Vice President of the Regional Government of the Azores
- Incumbent
- Assumed office 24 November 2020
- President: José Manuel Bolieiro
- Preceded by: Sérgio Ávila

Member of the Legislative Assembly of the Azores
- In office 19 October 2008 – 24 November 2020
- Constituency: Terceira Island

Member of the Angra do Heroísmo City Council
- In office 11 October 2009 – 29 September 2013

Member of the Praia da Vitória Municipal Assembly
- In office 9 October 2005 – 11 October 2009

Personal details
- Born: Artur Manuel Leal da Lima May 23, 1963 (age 63) Praia da Vitória, Terceira Island, Azores, Portugal
- Party: CDS–PP
- Children: 2
- Alma mater: University of Porto University of Coimbra

= Artur Lima =

Azorean politician (born 1963)

Artur Manuel Leal da Lima (born 23 May 1963) is a dentist and politician, the leader of the Azorean CDS-PP.

== Career ==
Lima obtained a degree in dental medicine from the University of Porto and a post-graduate degree in Medical Law from the University of Coimbra. He obtained a post-graduate degree in Orthodontistry from the European Centre for Orthodontistry in Madrid, and Gnathos Foundation. He participated in a course in aesthetic dentistry from the University of Santa Catarina, a course in oral surgery, through the Order of Medical Dentists; and calibration course from General-Directorate of Health (Direção-Geral de Saúde).

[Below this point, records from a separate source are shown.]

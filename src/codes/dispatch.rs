/*
 * SPDX-FileCopyrightText: 2024 Tommaso Fontana
 *
 * SPDX-License-Identifier: Apache-2.0 OR LGPL-2.1-or-later
 */

//! Selecting a universal coding at runtime.
//!
//! [`CodeKind`] is an enum over the universal codings of this crate, with
//! their parameters. It implements [`Coding`] and [`UniversalCoding`]
//! itself, so it can be stored in configuration, compared, and used to
//! drive generic encoding loops where the coding is chosen dynamically
//! (e.g. per column of a table, or negotiated on a wire).
//!
//! Dispatch rebuilds the parameterized codings on each call; if you
//! encode many values with the same [`CodeKind::Golomb`] parameters,
//! building a [`GolombCoding`] once is faster.

use num_bigint::BigUint;

use crate::codes::{
    Coding, EliasDeltaCoding, EliasOmegaCoding, FibonacciCoding, GolombCoding, RiceCoding,
    UnaryCoding, UniversalCoding,
};
use crate::error::Result;
use crate::traits::{BitRead, BitWrite};

/// An enum of the universal codings of this crate, with their parameters.
#[derive(Debug, Clone, Copy, PartialEq, Eq)]
#[non_exhaustive]
pub enum CodeKind {
    EliasDelta,
    EliasOmega,
    Fibonacci,
    Unary { one_terminated: bool },
    Golomb { divisor: u64 },
    Rice { log2_divisor: u32 },
}

impl CodeKind {
    fn unary(one_terminated: bool) -> UnaryCoding {
        if one_terminated {
            UnaryCoding::ONE_TERMINATED
        } else {
            UnaryCoding::ZERO_TERMINATED
        }
    }
}

macro_rules! dispatch {
    ($self:ident, $coding:ident => $call:expr) => {
        match *$self {
            CodeKind::EliasDelta => {
                let $coding = EliasDeltaCoding;
                $call
            }
            CodeKind::EliasOmega => {
                let $coding = EliasOmegaCoding;
                $call
            }
            CodeKind::Fibonacci => {
                let $coding = FibonacciCoding;
                $call
            }
            CodeKind::Unary { one_terminated } => {
                let $coding = CodeKind::unary(one_terminated);
                $call
            }
            CodeKind::Golomb { divisor } => {
                let $coding = GolombCoding::new(divisor);
                $call
            }
            CodeKind::Rice { log2_divisor } => {
                let $coding = RiceCoding::new(log2_divisor);
                $call
            }
        }
    };
}

impl Coding for CodeKind {
    fn encode_u32<W: BitWrite + ?Sized>(&self, writer: &mut W, value: u32) -> Result<usize> {
        dispatch!(self, coding => coding.encode_u32(writer, value))
    }

    fn encode_u64<W: BitWrite + ?Sized>(&self, writer: &mut W, value: u64) -> Result<usize> {
        dispatch!(self, coding => coding.encode_u64(writer, value))
    }

    fn encode_biguint<W: BitWrite + ?Sized>(
        &self,
        writer: &mut W,
        value: &BigUint,
    ) -> Result<usize> {
        dispatch!(self, coding => coding.encode_biguint(writer, value))
    }

    fn decode_u32<R: BitRead + ?Sized>(&self, reader: &mut R) -> Result<u32> {
        dispatch!(self, coding => coding.decode_u32(reader))
    }

    fn decode_u64<R: BitRead + ?Sized>(&self, reader: &mut R) -> Result<u64> {
        dispatch!(self, coding => coding.decode_u64(reader))
    }

    fn decode_biguint<R: BitRead + ?Sized>(&self, reader: &mut R) -> Result<BigUint> {
        dispatch!(self, coding => coding.decode_biguint(reader))
    }
}

impl UniversalCoding for CodeKind {}

#[cfg(test)]
mod test {
    use super::*;
    use crate::impls::MemBitWriter;

    #[test]
    fn test_dispatch_matches_concrete() {
        for value in [0u64, 1, 2, 100, 12345] {
            let mut direct = MemBitWriter::new();
            FibonacciCoding.encode_u64(&mut direct, value).unwrap();
            let mut dispatched = MemBitWriter::new();
            CodeKind::Fibonacci
                .encode_u64(&mut dispatched, value)
                .unwrap();
            assert_eq!(
                direct.into_bytes().unwrap(),
                dispatched.into_bytes().unwrap()
            );

            let mut direct = MemBitWriter::new();
            GolombCoding::new(7).encode_u64(&mut direct, value).unwrap();
            let mut dispatched = MemBitWriter::new();
            CodeKind::Golomb { divisor: 7 }
                .encode_u64(&mut dispatched, value)
                .unwrap();
            assert_eq!(
                direct.into_bytes().unwrap(),
                dispatched.into_bytes().unwrap()
            );
        }
    }
}
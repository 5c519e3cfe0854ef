/*
 * SPDX-FileCopyrightText: 2024 Sebastiano Vigna
 *
 * SPDX-License-Identifier: Apache-2.0 OR LGPL-2.1-or-later
 */

//! Golomb coding.
//!
//! Given a divisor `m`, the Golomb code of `x` is given by `⌊x / m⌋` in
//! [zero-terminated unary](crate::codes::UnaryCoding) followed by the
//! [truncated binary code](crate::codes::TruncatedBinaryCoding) of
//! `x mod m` over the alphabet `[0, m)`.
//!
//! For natural numbers distributed geometrically with base `p`, the
//! optimal code is a Golomb code with [`m = ⌈-log(2 − p) / log(1 −
//! p)⌉`](optimal_divisor).
//!
//! For divisors that are a power of two, better performance can be
//! expected from a [Rice coding](crate::codes::RiceCoding), which produces
//! bit-identical output.

use num_bigint::BigUint;
use num_traits::ToPrimitive;

use crate::codes::{Coding, TruncatedBinaryCoding, UnaryCoding, UniversalCoding};
use crate::error::{Error, Result};
use crate::traits::{BitRead, BitWrite};

/// Returns the optimal divisor for a geometric distribution of base `p`.
pub fn optimal_divisor(p: f64) -> u64 {
    (-(2.0 - p).ln() / (1.0 - p).ln()).ceil() as u64
}

/// Golomb coding with an arbitrary divisor. See the
/// [module documentation](self).
#[derive(Debug, Clone, PartialEq, Eq)]
pub struct GolombCoding {
    divisor: u64,
    remainder: TruncatedBinaryCoding,
}

impl GolombCoding {
    /// Creates a Golomb coding with the given divisor.
    ///
    /// # Panics
    ///
    /// If `divisor` is zero.
    pub fn new(divisor: u64) -> Self {
        assert!(divisor >= 1, "non-positive divisor");
        Self {
            divisor,
            remainder: TruncatedBinaryCoding::new(divisor),
        }
    }

    /// The divisor of this coding.
    pub fn divisor(&self) -> u64 {
        self.divisor
    }
}

impl Coding for GolombCoding {
    fn encode_u32<W: BitWrite + ?Sized>(&self, writer: &mut W, value: u32) -> Result<usize> {
        self.encode_u64(writer, value as u64)
    }

    fn encode_u64<W: BitWrite + ?Sized>(&self, writer: &mut W, value: u64) -> Result<usize> {
        let quotient = value / self.divisor;
        let remainder = value % self.divisor;
        Ok(UnaryCoding::ZERO_TERMINATED.encode_u64(writer, quotient)?
            + self.remainder.encode_raw_u64(writer, remainder)?)
    }

    fn encode_biguint<W: BitWrite + ?Sized>(
        &self,
        writer: &mut W,
        value: &BigUint,
    ) -> Result<usize> {
        let quotient = value / self.divisor;
        let remainder = (value % self.divisor)
            .to_u64()
            .expect("remainder below a u64 divisor");
        Ok(UnaryCoding::ZERO_TERMINATED.encode_biguint(writer, &quotient)?
            + self.remainder.encode_raw_u64(writer, remainder)?)
    }

    fn decode_u32<R: BitRead + ?Sized>(&self, reader: &mut R) -> Result<u32> {
        u32::try_from(self.decode_u64(reader)?).map_err(|_| Error::ValueTooLarge("u32"))
    }

    fn decode_u64<R: BitRead + ?Sized>(&self, reader: &mut R) -> Result<u64> {
        let quotient = reader.read_until(false)?;
        let remainder = self.remainder.decode_raw_u64(reader)?;
        quotient
            .checked_mul(self.divisor)
            .and_then(|q| q.checked_add(remainder))
            .ok_or(Error::ValueTooLarge("u64"))
    }

    fn decode_biguint<R: BitRead + ?Sized>(&self, reader: &mut R) -> Result<BigUint> {
        let quotient = reader.read_until(false)?;
        let remainder = self.remainder.decode_raw_u64(reader)?;
        Ok(BigUint::from(quotient) * self.divisor + remainder)
    }
}

impl UniversalCoding for GolombCoding {}
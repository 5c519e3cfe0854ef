/*
 * SPDX-FileCopyrightText: 2024 Sebastiano Vigna
 *
 * SPDX-License-Identifier: Apache-2.0 OR LGPL-2.1-or-later
 */

//! Unary coding.
//!
//! The unary code of `n` is a run of `n` copies of one bit value followed
//! by a single terminator bit of the opposite value. Which bit terminates
//! the code is a parameter: the [zero-terminated](UnaryCoding::ZERO_TERMINATED)
//! coding writes runs of ones, the
//! [one-terminated](UnaryCoding::ONE_TERMINATED) coding runs of zeros.
//!
//! Unary coding is extremely inefficient for even moderately sized
//! numbers; writing large values could consume huge resources. This
//! implementation refuses values above
//! [`MAX_ENCODABLE`](UnaryCoding::MAX_ENCODABLE), in violation of the
//! [`UniversalCoding`] contract but as a necessary practical limitation.

use num_bigint::BigUint;
use num_traits::ToPrimitive;

use crate::codes::{Coding, UniversalCoding};
use crate::error::{Error, Result};
use crate::traits::{BitRead, BitWrite};

/// Unary coding with a choice of terminator bit. See the
/// [module documentation](self).
#[derive(Debug, Clone, Copy, PartialEq, Eq)]
pub struct UnaryCoding {
    terminator: bool,
}

impl UnaryCoding {
    /// The greatest value that may be written by this coding.
    pub const MAX_ENCODABLE: u64 = i32::MAX as u64 - 1;

    /// Code words consist of one bits terminated by a zero.
    pub const ZERO_TERMINATED: UnaryCoding = UnaryCoding { terminator: false };

    /// Code words consist of zero bits terminated by a one.
    pub const ONE_TERMINATED: UnaryCoding = UnaryCoding { terminator: true };

    /// Whether code words are terminated by a one bit.
    pub fn is_terminated_by_one(&self) -> bool {
        self.terminator
    }

    #[inline]
    fn encode_run<W: BitWrite + ?Sized>(&self, writer: &mut W, value: u64) -> Result<usize> {
        if value > Self::MAX_ENCODABLE {
            return Err(Error::UnsupportedValue(
                "value exceeds the maximum unary-encodable value",
            ));
        }
        Ok(writer.write_repeated(!self.terminator, value)? + writer.write_bit(self.terminator)?)
    }
}

impl Coding for UnaryCoding {
    fn encode_u32<W: BitWrite + ?Sized>(&self, writer: &mut W, value: u32) -> Result<usize> {
        self.encode_run(writer, value as u64)
    }

    fn encode_u64<W: BitWrite + ?Sized>(&self, writer: &mut W, value: u64) -> Result<usize> {
        self.encode_run(writer, value)
    }

    fn encode_biguint<W: BitWrite + ?Sized>(
        &self,
        writer: &mut W,
        value: &BigUint,
    ) -> Result<usize> {
        let value = value.to_u64().ok_or(Error::UnsupportedValue(
            "value exceeds the maximum unary-encodable value",
        ))?;
        self.encode_run(writer, value)
    }

    fn decode_u32<R: BitRead + ?Sized>(&self, reader: &mut R) -> Result<u32> {
        u32::try_from(reader.read_until(self.terminator)?).map_err(|_| Error::ValueTooLarge("u32"))
    }

    fn decode_u64<R: BitRead + ?Sized>(&self, reader: &mut R) -> Result<u64> {
        reader.read_until(self.terminator)
    }

    fn decode_biguint<R: BitRead + ?Sized>(&self, reader: &mut R) -> Result<BigUint> {
        Ok(BigUint::from(reader.read_until(self.terminator)?))
    }
}

impl UniversalCoding for UnaryCoding {}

He is a medical dentist at the Angra do Heroísmo health centre, and coordinator of oral health services at the same institution, in addition to internal SAMS clinic and a private practice (1995-1999) in Graciosa health centre, where he was involved in installation of oral health service. He was in a regional oral health group, and provided training at the Angra do Heroísmo health centre. He wrote "Ruca um dente igual aos Teus”, which was edited in the M6 program at the same health centre.

He was a municipal councillor for the Câmara Municipal da Praia da Vitória, between 2000 and 2001, and once again following October 2005.

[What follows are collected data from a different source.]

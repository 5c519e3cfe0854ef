/*
 * SPDX-FileCopyrightText: 2024 Tommaso Fontana
 * SPDX-FileCopyrightText: 2024 Sebastiano Vigna
 *
 * SPDX-License-Identifier: Apache-2.0 OR LGPL-2.1-or-later
 */

use codings::prelude::*;
use criterion::{criterion_group, criterion_main, Criterion};
use rand::rngs::SmallRng;
use rand::{Rng, SeedableRng};
use std::hint::black_box;

const VALUES: usize = 100_000;

/// Small values with a heavy-ish tail, the typical input of a universal
/// coding.
fn gen_data(n: usize) -> Vec<u64> {
    let mut rng = SmallRng::seed_from_u64(0);
    (0..n)
        .map(|_| {
            let magnitude = rng.gen_range(0..16);
            rng.gen_range(0..2u64 << magnitude)
        })
        .collect()
}

fn bench_universal(c: &mut Criterion) {
    let data = gen_data(VALUES);
    for kind in [
        CodeKind::EliasDelta,
        CodeKind::EliasOmega,
        CodeKind::Fibonacci,
        CodeKind::Golomb { divisor: 5 },
        CodeKind::Rice { log2_divisor: 4 },
    ] {
        c.bench_function(&format!("{:?}: write", kind), |b| {
            b.iter(|| {
                let mut writer = MemBitWriter::with_capacity(VALUES * 4);
                for &value in &data {
                    black_box(kind.encode_u64(&mut writer, value).unwrap());
                }
            })
        });

        let mut writer = MemBitWriter::new();
        for &value in &data {
            kind.encode_u64(&mut writer, value).unwrap();
        }
        let bytes = writer.into_bytes().unwrap();

        c.bench_function(&format!("{:?}: read", kind), |b| {
            b.iter(|| {
                let mut reader = MemBitReader::new(&bytes);
                for _ in &data {
                    black_box(kind.decode_u64(&mut reader).unwrap());
                }
            })
        });
    }
}

fn bench_huffman(c: &mut Criterion) {
    let mut rng = SmallRng::seed_from_u64(1);
    let data: Vec<u32> = (0..VALUES).map(|_| rng.gen_range(0..256)).collect();
    // start from one so every symbol has a code word
    let mut table = [1u64; 256];
    for &symbol in &data {
        table[symbol as usize] += 1;
    }
    let huffman = HuffmanCoding::from_unordered(&table).unwrap();

    c.bench_function("Huffman: write", |b| {
        b.iter(|| {
            let mut writer = MemBitWriter::with_capacity(VALUES * 2);
            for &symbol in &data {
                black_box(huffman.encode_u32(&mut writer, symbol).unwrap());
            }
        })
    });

    let mut writer = MemBitWriter::new();
    for &symbol in &data {
        huffman.encode_u32(&mut writer, symbol).unwrap();
    }
    let bytes = writer.into_bytes().unwrap();

    c.bench_function("Huffman: read", |b| {
        b.iter(|| {
            let mut reader = MemBitReader::new(&bytes);
            for _ in &data {
                black_box(huffman.decode_u32(&mut reader).unwrap());
            }
        })
    });
}

criterion_group!(benches, bench_universal, bench_huffman);
criterion_main!(benches);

He was a representative, directorship and financial council of the Order of Medical Denstists (2000-2002), in addition to holding the presidency of the Aeroclube of Terceira (2003-2006).

He became a deputy in the regional legislative assembly of the Azores, under the CDS banner, before becoming the president of CDS-PP. He was elect to the vice-presidency of the national council of the CDS-PP, at its 22nd Congress, in March 2007. As the face of the CDS, for the island of Terceira, in the 2008 Regional elections, he obtained 2993 votes: approximately 13.88% of the registered votes.

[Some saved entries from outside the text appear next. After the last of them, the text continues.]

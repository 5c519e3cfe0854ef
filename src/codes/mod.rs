/*
 * SPDX-FileCopyrightText: 2024 Tommaso Fontana
 * SPDX-FileCopyrightText: 2024 Inria
 * SPDX-FileCopyrightText: 2024 Sebastiano Vigna
 *
 * SPDX-License-Identifier: Apache-2.0 OR LGPL-2.1-or-later
 */

//! The codings.
//!
//! A [`Coding`] encodes non-negative integers onto a [`BitWrite`] and
//! decodes them back from a [`BitRead`], in three widths: `u32`, `u64`,
//! and arbitrary precision ([`BigUint`]). Code words are uniformly indexed
//! from 0 for all codings. For example, the first few code words of the
//! [unary](UnaryCoding), [δ](EliasDeltaCoding), [ω](EliasOmegaCoding), and
//! [Fibonacci](FibonacciCoding) codings are:
//!
//! | Arg | unary (0-term.) |    δ    |    ω    | Fibonacci |
//! |-----|----------------:|--------:|--------:|----------:|
//! | 0   |               0 |       1 |       0 |        11 |
//! | 1   |              10 |    0100 |     100 |       011 |
//! | 2   |             110 |    0101 |     110 |      0011 |
//! | 3   |            1110 |   01100 |  101000 |      1011 |
//! | 4   |           11110 |   01101 |  101010 |     00011 |
//! | 5   |          111110 |   01110 |  101100 |     10011 |
//!
//! All codings are prefix-free, so concatenated code words decode
//! left-to-right without framing, and every coding value is immutable
//! after construction and safe to share across threads. Ordering is
//! determined entirely by the cursor passed in; use one cursor per thread.
//!
//! [`UniversalCoding`] marks the codings that accept every non-negative
//! integer; [`TruncatedBinaryCoding`] and [`HuffmanCoding`] work on finite
//! alphabets and only implement [`Coding`]. If you need to encode signed
//! integers, floating-point values, or arbitrary-precision decimals, wrap
//! a universal coding in an [`ExtendedCoding`].

use num_bigint::BigUint;

use crate::error::Result;
use crate::traits::{BitRead, BitWrite};

pub mod dispatch;
pub use dispatch::CodeKind;

pub mod elias_delta;
pub use elias_delta::EliasDeltaCoding;

pub mod elias_omega;
pub use elias_omega::EliasOmegaCoding;

pub mod extended;
pub use extended::ExtendedCoding;

pub mod fibonacci;
pub use fibonacci::{FibonacciCoding, FibonacciTable};

pub mod golomb;
pub use golomb::GolombCoding;

pub mod huffman;
pub use huffman::{Dictionary, HuffmanCoding};

pub mod rice;
pub use rice::RiceCoding;

pub mod truncated_binary;
pub use truncated_binary::TruncatedBinaryCoding;

pub mod unary;
pub use unary::UnaryCoding;

/// Encoding and decoding of non-negative integers as prefix-free bit
/// strings.
///
/// Encoders return the number of bits written, so the length of a sequence
/// of encodings can be measured without a second pass (see
/// [`NullBitWriter`](crate::impls::NullBitWriter)). Decoders return
/// [`ValueTooLarge`](crate::error::Error::ValueTooLarge) when the decoded
/// value does not fit the requested width; the wider decoding methods
/// accept every code word the narrower ones do.
pub trait Coding {
    /// Write a non-negative 32-bit value and return the number of bits
    /// written.
    fn encode_u32<W: BitWrite + ?Sized>(&self, writer: &mut W, value: u32) -> Result<usize>;

    /// Write a non-negative 64-bit value and return the number of bits
    /// written.
    fn encode_u64<W: BitWrite + ?Sized>(&self, writer: &mut W, value: u64) -> Result<usize>;

    /// Write a non-negative arbitrary-precision value and return the
    /// number of bits written.
    fn encode_biguint<W: BitWrite + ?Sized>(&self, writer: &mut W, value: &BigUint)
        -> Result<usize>;

    /// Read a non-negative 32-bit value.
    fn decode_u32<R: BitRead + ?Sized>(&self, reader: &mut R) -> Result<u32>;

    /// Read a non-negative 64-bit value.
    fn decode_u64<R: BitRead + ?Sized>(&self, reader: &mut R) -> Result<u64>;

    /// Read a non-negative arbitrary-precision value.
    fn decode_biguint<R: BitRead + ?Sized>(&self, reader: &mut R) -> Result<BigUint>;
}

/// Marker for codings capable of encoding any non-negative integer, no
/// matter how large.
///
/// Naturally, resource limitations may impede the coding of extremely
/// large numbers; [`UnaryCoding`] additionally caps encodable values at
/// [`UnaryCoding::MAX_ENCODABLE`] as a practical necessity.
pub trait UniversalCoding: Coding {}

On June 27, 2020, Artur Lima ran for President of the Portuguese Dental Professional Association, having been defeated in what was the most competitive election of this institution and where he obtained only 27% of the votes. The opposing list won with 72% of the votes, with Artur Lima assuming the defeat on June 29, 2020. Currently, he resides in the Autonomous Region of the Azores.

== Personal life ==
He is in a relationship with his girlfriend, alencarzão.